Finding Our Place in Nature

An interview by Ann Hostetler with Priscilla Stuckey

"It’s as if this project of reconciliation lies at the heart of all the problems of the modern world—because when people forget their ties to Earth, they forget their ties to one another."

Your first book, Kissed by a Fox, explores how developing a relationship with nature and animals enabled you to heal from a chronic illness, challenge beliefs that were no longer serving you, and discover new dimensions of your life. Your new book,Tamed by a Bear, takes the journey to a deeper level. Can you describe what the new book offers to readers of the first one?

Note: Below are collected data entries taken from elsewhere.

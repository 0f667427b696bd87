//! Error types for stratum.

use std::fmt;

use crate::common::PageId;

/// Convenient Result type alias.
///
/// Instead of writing `Result<T, Error>` everywhere, we can write `Result<T>`.
/// This is a common Rust pattern (see `std::io::Result`).
pub type Result<T> = std::result::Result<T, Error>;

/// All possible errors in stratum.
///
/// Conditions the buffer pool reports through its contract - a page that is
/// not resident, a pool with every frame pinned, an unpin with no matching
/// pin - are *values* (`None` / `false`), not errors. Only failures from the
/// disk collaborator travel the `Err` path, untranslated.
#[derive(Debug)]
pub enum Error {
    /// I/O error from disk operations.
    ///
    /// This wraps `std::io::Error` from file read/write operations.
    Io(std::io::Error),

    /// Requested page does not exist on disk.
    PageNotFound(PageId),
}

impl fmt::Display for Error {
    fn fmt(&self, f: &mut fmt::Formatter<'_>) -> fmt::Result {
        match self {
            Error::Io(e) => write!(f, "I/O error: {}", e),
            Error::PageNotFound(pid) => write!(f, "{} not found on disk", pid),
        }
    }
}

impl std::error::Error for Error {
    fn source(&self) -> Option<&(dyn std::error::Error + 'static)> {
        match self {
            Error::Io(e) => Some(e),
            _ => None,
        }
    }
}

impl From<std::io::Error> for Error {
    fn from(err: std::io::Error) -> Self {
        Error::Io(err)
    }
}

#[cfg(test)]
mod tests {
    use super::*;

    #[test]
    fn test_error_display() {
        let err = Error::PageNotFound(PageId::new(42));
        assert_eq!(format!("{}", err), "Page(42) not found on disk");
    }

    #[test]
    fn test_io_error_conversion() {
        let io_err = std::io::Error::new(std::io::ErrorKind::NotFound, "file not found");
        let err: Error = io_err.into();

        match err {
            Error::Io(_) => {}
            _ => panic!("Expected Io error"),
        }
    }
}
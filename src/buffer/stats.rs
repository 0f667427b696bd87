//! Buffer pool statistics tracking.

use std::fmt;
use std::sync::atomic::{AtomicU64, Ordering};

/// Statistics tracked by the buffer pool.
///
/// All fields are atomic for lock-free, thread-safe updates: the counters
/// sit outside the pool latch and only need atomicity, not ordering, so
/// every operation uses `Ordering::Relaxed`.
#[derive(Debug)]
pub struct BufferPoolStats {
    /// Number of times a page was found in the buffer pool.
    pub cache_hits: AtomicU64,

    /// Number of times a page had to be read from disk.
    pub cache_misses: AtomicU64,

    /// Number of times a page was evicted from the buffer pool.
    pub evictions: AtomicU64,

    /// Number of pages read from disk.
    pub pages_read: AtomicU64,

    /// Number of pages written to disk.
    pub pages_written: AtomicU64,
}

impl BufferPoolStats {
    /// Create a new stats tracker with all counters at zero.
    pub fn new() -> Self {
        Self {
            cache_hits: AtomicU64::new(0),
            cache_misses: AtomicU64::new(0),
            evictions: AtomicU64::new(0),
            pages_read: AtomicU64::new(0),
            pages_written: AtomicU64::new(0),
        }
    }

    /// Calculate cache hit rate (0.0 to 1.0).
    pub fn hit_rate(&self) -> f64 {
        let hits = self.cache_hits.load(Ordering::Relaxed);
        let misses = self.cache_misses.load(Ordering::Relaxed);
        let total = hits + misses;

        if total == 0 {
            0.0
        } else {
            hits as f64 / total as f64
        }
    }

    /// Get a snapshot of current statistics.
    ///
    /// This returns a non-atomic copy for display/logging.
    pub fn snapshot(&self) -> StatsSnapshot {
        StatsSnapshot {
            cache_hits: self.cache_hits.load(Ordering::Relaxed),
            cache_misses: self.cache_misses.load(Ordering::Relaxed),
            evictions: self.evictions.load(Ordering::Relaxed),
            pages_read: self.pages_read.load(Ordering::Relaxed),
            pages_written: self.pages_written.load(Ordering::Relaxed),
        }
    }

    /// Reset all counters to zero.
    pub fn reset(&self) {
        self.cache_hits.store(0, Ordering::Relaxed);
        self.cache_misses.store(0, Ordering::Relaxed);
        self.evictions.store(0, Ordering::Relaxed);
        self.pages_read.store(0, Ordering::Relaxed);
        self.pages_written.store(0, Ordering::Relaxed);
    }
}

impl Default for BufferPoolStats {
    fn default() -> Self {
        Self::new()
    }
}

/// A point-in-time snapshot of buffer pool statistics.
///
/// Unlike `BufferPoolStats`, this is not atomic and can be safely
/// printed, serialized, compared, etc.
#[derive(Debug, Clone, Copy, PartialEq, Eq)]
pub struct StatsSnapshot {
    pub cache_hits: u64,
    pub cache_misses: u64,
    pub evictions: u64,
    pub pages_read: u64,
    pub pages_written: u64,
}

impl StatsSnapshot {
    /// Calculate cache hit rate (0.0 to 1.0).
    pub fn hit_rate(&self) -> f64 {
        let total = self.cache_hits + self.cache_misses;
        if total == 0 {
            0.0
        } else {
            self.cache_hits as f64 / total as f64
        }
    }
}

impl fmt::Display for StatsSnapshot {
    fn fmt(&self, f: &mut fmt::Formatter<'_>) -> fmt::Result {
        write!(
            f,
            "Stats {{ hits: {}, misses: {}, evictions: {}, hit_rate: {:.2}% }}",
            self.cache_hits,
            self.cache_misses,
            self.evictions,
            self.hit_rate() * 100.0
        )
    }
}
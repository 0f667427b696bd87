//! Write-ahead logging hooks.
//!
//! - [`LogManager`] - LSN dispenser and durability horizon for the
//!   pool's flush-before-write-back barrier

mod log_manager;

pub use log_manager::{LogManager, Lsn};
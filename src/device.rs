// --- File: device.rs ---
// Compute device seam.
//
// Cell data lives on a device; the host only sees it through `fetch`
// and only changes it through `commit`.

use crate::buffer::Slot;
use crate::error::{SimError, SimResult};
use crate::grid::{Cell, Grid};
use rayon::prelude::*;

/// What a dispatch is for. Mirrors the kernel's `running` uniform.
#[derive(Debug, Copy, Clone, PartialEq, Eq)]
pub enum DispatchMode {
    /// Paused redraw: the kernel must not advance the automaton.
    Refresh,
    /// A real simulation step.
    Advance,
}

impl DispatchMode {
    #[inline]
    pub fn is_running(self) -> bool {
        self == DispatchMode::Advance
    }
}

pub trait ComputeDevice {
    /// Replace the contents of `slot` with `grid`.
    fn upload(&mut self, slot: Slot, grid: &Grid) -> SimResult<()>;

    /// Run the transition kernel over every cell, reading `source` and
    /// writing `target`. May return before the work completes.
    fn dispatch(&mut self, source: Slot, target: Slot, mode: DispatchMode) -> SimResult<()>;

    /// Copy the device contents of `slot` into `out`, waiting for any
    /// pending dispatch first.
    fn fetch(&mut self, slot: Slot, out: &mut Grid) -> SimResult<()>;

    /// Write a single cell back to `slot`.
    fn commit(&mut self, slot: Slot, index: usize, cell: Cell) -> SimResult<()>;
}

/// Per-cell transition function. Must be deterministic in
/// `(source, x, y, mode)`.
pub trait TransitionRule: Send + Sync {
    fn next(&self, source: &Grid, x: u32, y: u32, mode: DispatchMode) -> Cell;
}

impl<F> TransitionRule for F
where
    F: Fn(&Grid, u32, u32, DispatchMode) -> Cell + Send + Sync,
{
    fn next(&self, source: &Grid, x: u32, y: u32, mode: DispatchMode) -> Cell {
        self(source, x, y, mode)
    }
}

/// Target becomes an exact copy of the source.
#[derive(Debug, Default, Clone, Copy)]
pub struct CopyRule;

impl TransitionRule for CopyRule {
    fn next(&self, source: &Grid, x: u32, y: u32, _mode: DispatchMode) -> Cell {
        let index = x as usize * source.resolution() as usize + y as usize;
        source.cells()[index]
    }
}

/// Host-memory device that runs the rule across a rayon thread pool.
/// Dispatch completes before returning, so `fetch` never waits.
pub struct CpuDevice<R> {
    rule: R,
    slots: [Grid; 2],
    dispatches: u64,
}

impl<R: TransitionRule> CpuDevice<R> {
    pub fn new(resolution: u32, rule: R) -> Self {
        Self {
            rule,
            slots: [Grid::blank(resolution), Grid::blank(resolution)],
            dispatches: 0,
        }
    }

    /// Number of kernel dispatches executed so far.
    pub fn dispatches(&self) -> u64 {
        self.dispatches
    }

    pub fn slot(&self, slot: Slot) -> &Grid {
        &self.slots[slot.index()]
    }

    pub fn rule(&self) -> &R {
        &self.rule
    }
}

impl<R: TransitionRule> ComputeDevice for CpuDevice<R> {
    fn upload(&mut self, slot: Slot, grid: &Grid) -> SimResult<()> {
        self.slots[slot.index()].copy_from(grid.cells())
    }

    fn dispatch(&mut self, source: Slot, target: Slot, mode: DispatchMode) -> SimResult<()> {
        if source == target {
            return Err(SimError::Device(
                "dispatch source and target must differ".into(),
            ));
        }
        let [front, back] = &mut self.slots;
        let (src, dst) = match source {
            Slot::Front => (&*front, back),
            Slot::Back => (&*back, front),
        };
        if src.len() != dst.len() {
            return Err(SimError::SizeMismatch {
                expected: src.len(),
                actual: dst.len(),
            });
        }

        let rule = &self.rule;
        let n = src.resolution() as usize;
        dst.cells_mut()
            .par_iter_mut()
            .enumerate()
            .for_each(|(i, cell)| {
                *cell = rule.next(src, (i / n) as u32, (i % n) as u32, mode);
            });

        self.dispatches += 1;
        log::debug!("cpu dispatch #{} {:?} {:?} -> {:?}", self.dispatches, mode, source, target);
        Ok(())
    }

    fn fetch(&mut self, slot: Slot, out: &mut Grid) -> SimResult<()> {
        out.copy_from(self.slots[slot.index()].cells())
    }

    fn commit(&mut self, slot: Slot, index: usize, cell: Cell) -> SimResult<()> {
        let grid = &mut self.slots[slot.index()];
        if index >= grid.len() {
            let (x, y) = grid.coords(index);
            return Err(SimError::OutOfBounds {
                x,
                y,
                resolution: grid.resolution(),
            });
        }
        grid.cells_mut()[index] = cell;
        Ok(())
    }
}


// --- End of File: device.rs ---
// --- File: scheduler.rs ---
/// Fixed-interval step timer. Leftover time is dropped when a step fires,
/// so a long frame never schedules a catch-up step.
#[derive(Debug, Clone, PartialEq)]
pub struct StepScheduler {
    elapsed: f32,
    interval: f32,
}

impl StepScheduler {
    pub fn new(interval: f32) -> Self {
        Self {
            elapsed: 0.0,
            interval,
        }
    }

    pub fn configure(&mut self, interval: f32) {
        self.interval = interval;
    }

    /// Accumulate `dt` seconds. Returns true, and clears the counter, once
    /// at least one interval has passed.
    pub fn tick(&mut self, delta_time: f32) -> bool {
        self.elapsed += delta_time.max(0.0);
        if self.elapsed >= self.interval {
            self.elapsed = 0.0;
            true
        } else {
            false
        }
    }

    pub fn reset(&mut self) {
        self.elapsed = 0.0;
    }

    #[inline]
    pub fn elapsed(&self) -> f32 {
        self.elapsed
    }

    #[inline]
    pub fn interval(&self) -> f32 {
        self.interval
    }
}


// --- End of File: scheduler.rs ---
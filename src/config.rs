// --- File: config.rs ---
use crate::constants::*;
use crate::error::{SimError, SimResult};
use crate::utils::lerp;

/// Step rates (steps per second) at the two ends of the speed slider.
#[derive(Debug, Clone, Copy, PartialEq)]
pub struct SpeedLimits {
    pub min_rate: f32,
    pub max_rate: f32,
}

impl Default for SpeedLimits {
    fn default() -> Self {
        Self {
            min_rate: DEFAULT_MIN_STEP_RATE,
            max_rate: DEFAULT_MAX_STEP_RATE,
        }
    }
}

impl SpeedLimits {
    pub fn new(min_rate: f32, max_rate: f32) -> Self {
        Self { min_rate, max_rate }
    }

    // The slider interpolates periods, not rates.
    pub fn interval_for_speed(&self, speed: f32) -> f32 {
        lerp(1.0 / self.min_rate, 1.0 / self.max_rate, speed)
    }

    fn validate(&self) -> SimResult<()> {
        for (name, rate) in [("min_rate", self.min_rate), ("max_rate", self.max_rate)] {
            if !rate.is_finite() || rate <= 0.0 {
                return Err(SimError::Config(format!(
                    "{name} must be a positive finite step rate, got {rate}"
                )));
            }
        }
        Ok(())
    }
}

#[derive(Debug, Clone, PartialEq)]
pub struct SimulationConfig {
    /// Cells per grid side. Fixed for the lifetime of an engine.
    pub resolution: u32,
    /// Number of color cubes tiled along each axis of the seed pattern.
    pub color_cube_count: u32,
    pub speed_limits: SpeedLimits,
}

impl Default for SimulationConfig {
    fn default() -> Self {
        Self {
            resolution: DEFAULT_RESOLUTION,
            color_cube_count: DEFAULT_COLOR_CUBE_COUNT,
            speed_limits: SpeedLimits::default(),
        }
    }
}

impl SimulationConfig {
    pub fn new() -> Self {
        Self::default()
    }

    pub fn with_resolution(mut self, resolution: u32) -> Self {
        self.resolution = resolution;
        self
    }

    pub fn with_color_cube_count(mut self, color_cube_count: u32) -> Self {
        self.color_cube_count = color_cube_count;
        self
    }

    pub fn with_speed_limits(mut self, min_rate: f32, max_rate: f32) -> Self {
        self.speed_limits = SpeedLimits::new(min_rate, max_rate);
        self
    }

    pub fn validate(&self) -> SimResult<()> {
        if self.resolution == 0 {
            return Err(SimError::Config("resolution must be at least 1".into()));
        }
        if self.color_cube_count == 0 || self.color_cube_count > self.resolution {
            return Err(SimError::Config(format!(
                "color_cube_count must be in 1..={}, got {}",
                self.resolution, self.color_cube_count
            )));
        }
        // Rates are not required to be ordered; a reversed pair just inverts the slider.
        self.speed_limits.validate()
    }

    /// Side length of one color cube, in cells. Integer division, then widened.
    pub fn color_cube_size(&self) -> f32 {
        (self.resolution / self.color_cube_count) as f32
    }

    pub fn cell_count(&self) -> usize {
        (self.resolution as usize) * (self.resolution as usize)
    }
}


// --- End of File: config.rs ---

They’re both memoirs, but the scope of them is radically different. I think of Kissed by a Fox almost as a cultural memoir, with my own life experiences woven into this larger story of how attitudes toward nature in Western cultures developed. That book was based on a great deal of history and science research, with many pages of notes at the end.

Tamed by a Bear doesn’t have any of that. It’s just an intimate, personal story of one year of my life—a year when an inner spiritual process began, right after the first book came out. I started to learn how to relate to nature in a way I hadn’t explored before—through spirit. I began going on meditative journeys with a spirit helper, who in my case happens to be Bear.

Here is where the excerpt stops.